8.0
Score

Final Verdict

Lucid Express entregan un estupendo álbum en el que la influencia de las bandas clásicas del shoegaze y el dream-pop es evidente. Algo que juega a su favor, porque se les da de maravilla recrear esos sonidos.

Dicen que escuchar música, o hacerla, son algunas de las mejores formas de evasión. Algo que saben muy bien los miembros de Lucid Express. La banda de Hong Kong, que a principio de la década pasada tuvo un inicio de carrera de lo más prometedor, volvió a la activad en 2019 casi por necesidad. Las protestas contra la ley de extradición que se estaban viviendo en su región, los llevaron a meterse en local de ensayo y componer nuevas canciones para evadirse de la realidad durante unas horas. Y de ahí salen las canciones del que, tras más de diez años de su formación, componen su álbum de debut. 

Lucid Express tienen muy claro hacia dónde quieren llevar su canciones y no esconden sus influencias. Las grandes bandas del dream-pop y el shoegaze son sus musas, y con sus enseñanzas han construido uno de esos trabajos que hará las delicias de cualquiera de los amantes de esos estilos. Eso sí, también hay que reconocer las labores de producción de Max Bloom, el miembro de los difuntos Yuck, que les ha sacado un sonido excepcional. 

La banda de Hong Kong no le tiene miedo a construir temas que viran más hacia el pop luminoso. Un claro ejemplo es “North Acton”, el tema que abre este trabajo. En él, además de sacar un ritmo un tanto más animado de lo normal, dejan que los teclados suenen brillantes. Y el resultado no puede ser mejor. Pero también es cierto que esa luminosidad se deja ver a lo largo de casi todo el disco. Ahí tenemos ese sintético y estupendo instrumental llamado “No Talk”. O la delicadeza ensoñadora de canciones como “Aquarium” y “Wellwave”. Temas, todos ellos, llenos de cascadas de guitarras brillantes y paisajes de teclados de lo más ensoñadores. 

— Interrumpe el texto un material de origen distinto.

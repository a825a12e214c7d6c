use secrecy::SecretString;

use crate::config::helpers::{optional_env, parse_env_or, require_positive};
use crate::error::ConfigError;
use crate::settings::Settings;

/// Local HTTP gateway: bridge endpoint, approval surface and operator API.
#[derive(Debug, Clone)]
pub struct GatewayConfig {
    pub host: String,
    pub port: u16,
    /// Bearer token for the approval surface and operator API. When unset,
    /// `serve` generates one and persists it to `~/.walletgate/.env`.
    pub auth_token: Option<SecretString>,
    /// Bridge calls allowed per minute across all sites.
    pub bridge_rate_limit: u64,
}

impl GatewayConfig {
    pub(crate) fn resolve(settings: &Settings) -> Result<Self, ConfigError> {
        let host = optional_env("GATEWAY_HOST")?.unwrap_or_else(|| settings.gateway.host.clone());

        let port: u16 = parse_env_or("GATEWAY_PORT", settings.gateway.port, "a valid port number")?;

        let bridge_rate_limit = require_positive(
            "BRIDGE_RATE_LIMIT",
            parse_env_or(
                "BRIDGE_RATE_LIMIT",
                settings.gateway.bridge_rate_limit,
                "a positive integer",
            )?,
        )?;

        Ok(Self {
            host,
            port,
            auth_token: optional_env("GATEWAY_AUTH_TOKEN")?.map(SecretString::from),
            bridge_rate_limit,
        })
    }

    /// `http://host:port`, used as the default approval base URL.
    pub fn base_url(&self) -> String {
        format!("http://{}:{}", self.host, self.port)
    }
}
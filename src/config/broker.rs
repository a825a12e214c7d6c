use std::time::Duration;

use crate::config::helpers::{normalize_variant, optional_env, parse_env_or, require_positive};
use crate::error::ConfigError;
use crate::settings::Settings;

/// How approval surfaces are presented.
#[derive(Debug, Clone, Copy, PartialEq, Eq)]
pub enum WindowHostKind {
    /// Open the approval page in the system browser.
    Browser,
    /// Record windows without showing anything (CI, remote hosts, tests).
    Headless,
}

impl WindowHostKind {
    fn parse(value: &str, key: &str) -> Result<Self, ConfigError> {
        match normalize_variant(value).as_str() {
            "browser" | "system_browser" => Ok(Self::Browser),
            "headless" | "none" => Ok(Self::Headless),
            _ => Err(ConfigError::InvalidValue {
                key: key.to_string(),
                message: format!("expected 'browser' or 'headless', got '{value}'"),
            }),
        }
    }
}

/// Timing and presentation of the approval flow.
#[derive(Debug, Clone)]
pub struct BrokerConfig {
    pub poll_interval: Duration,
    pub request_timeout: Duration,
    pub orphan_grace: Duration,
    pub window_width: u32,
    pub window_height: u32,
    /// Overrides the gateway address approval surfaces are loaded from.
    pub approval_base_url: Option<String>,
    pub window_host: WindowHostKind,
}

impl BrokerConfig {
    pub(crate) fn resolve(settings: &Settings) -> Result<Self, ConfigError> {
        let poll_interval_ms = require_positive(
            "BROKER_POLL_INTERVAL_MS",
            parse_env_or(
                "BROKER_POLL_INTERVAL_MS",
                settings.broker.poll_interval_ms,
                "a positive integer",
            )?,
        )?;

        let request_timeout_secs = require_positive(
            "BROKER_REQUEST_TIMEOUT_SECS",
            parse_env_or(
                "BROKER_REQUEST_TIMEOUT_SECS",
                settings.broker.request_timeout_secs,
                "a positive integer",
            )?,
        )?;

        if poll_interval_ms >= request_timeout_secs.saturating_mul(1000) {
            return Err(ConfigError::InvalidValue {
                key: "BROKER_POLL_INTERVAL_MS".to_string(),
                message: "must be shorter than the request timeout".to_string(),
            });
        }

        // A resolved slot must outlive at least two poller ticks, or a new
        // request could reclaim it before its caller collects the outcome.
        let orphan_grace_secs = parse_env_or(
            "BROKER_ORPHAN_GRACE_SECS",
            settings.broker.orphan_grace_secs,
            "a non-negative integer",
        )?;
        if orphan_grace_secs.saturating_mul(1000) < poll_interval_ms.saturating_mul(2) {
            return Err(ConfigError::InvalidValue {
                key: "BROKER_ORPHAN_GRACE_SECS".to_string(),
                message: format!(
                    "must be at least twice the poll interval ({poll_interval_ms} ms)"
                ),
            });
        }

        let window_width: u32 =
            parse_env_or("APPROVAL_WINDOW_WIDTH", settings.broker.window_width, "a positive integer")?;
        let window_height: u32 = parse_env_or(
            "APPROVAL_WINDOW_HEIGHT",
            settings.broker.window_height,
            "a positive integer",
        )?;
        require_positive("APPROVAL_WINDOW_WIDTH", u64::from(window_width))?;
        require_positive("APPROVAL_WINDOW_HEIGHT", u64::from(window_height))?;

        let approval_base_url = optional_env("APPROVAL_BASE_URL")?
            .or_else(|| settings.broker.approval_base_url.clone())
            .map(|raw| {
                url::Url::parse(&raw)
                    .map(|_| raw.trim_end_matches('/').to_string())
                    .map_err(|e| ConfigError::InvalidValue {
                        key: "APPROVAL_BASE_URL".to_string(),
                        message: format!("must be an absolute URL: {e}"),
                    })
            })
            .transpose()?;

        let window_host = WindowHostKind::parse(
            &optional_env("APPROVAL_WINDOW_HOST")?
                .unwrap_or_else(|| settings.broker.window_host.clone()),
            "APPROVAL_WINDOW_HOST",
        )?;

        Ok(Self {
            poll_interval: Duration::from_millis(poll_interval_ms),
            request_timeout: Duration::from_secs(request_timeout_secs),
            orphan_grace: Duration::from_secs(orphan_grace_secs),
            window_width,
            window_height,
            approval_base_url,
            window_host,
        })
    }
}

Al igual que tienen tiempo para irse hacia mundos más pop, también lo tienen para endurecer su sonido dejar rugir las guitarras. Es el caso de “Hotel 65”, que es todo un pepinazo de shoegaze; de la acelerada “Ado”, o de esa “Sore” bañada en guitarras épicas y distorsionadas. Pero quizá, lo mejor de esta faceta, aparezca en “Prime of Pride”. Estamos ante un tema en el que la distorsión se fusiona con los teclados, y en el que no pueden negar que se han fijado en el ‘Loveless’ de My Bloody Valentine. Pero no pasa nada, porque, como ya decíamos más arriba, no esconden sus influencias. Y eso está bien, porque con ellas hacen auténticas maravillas.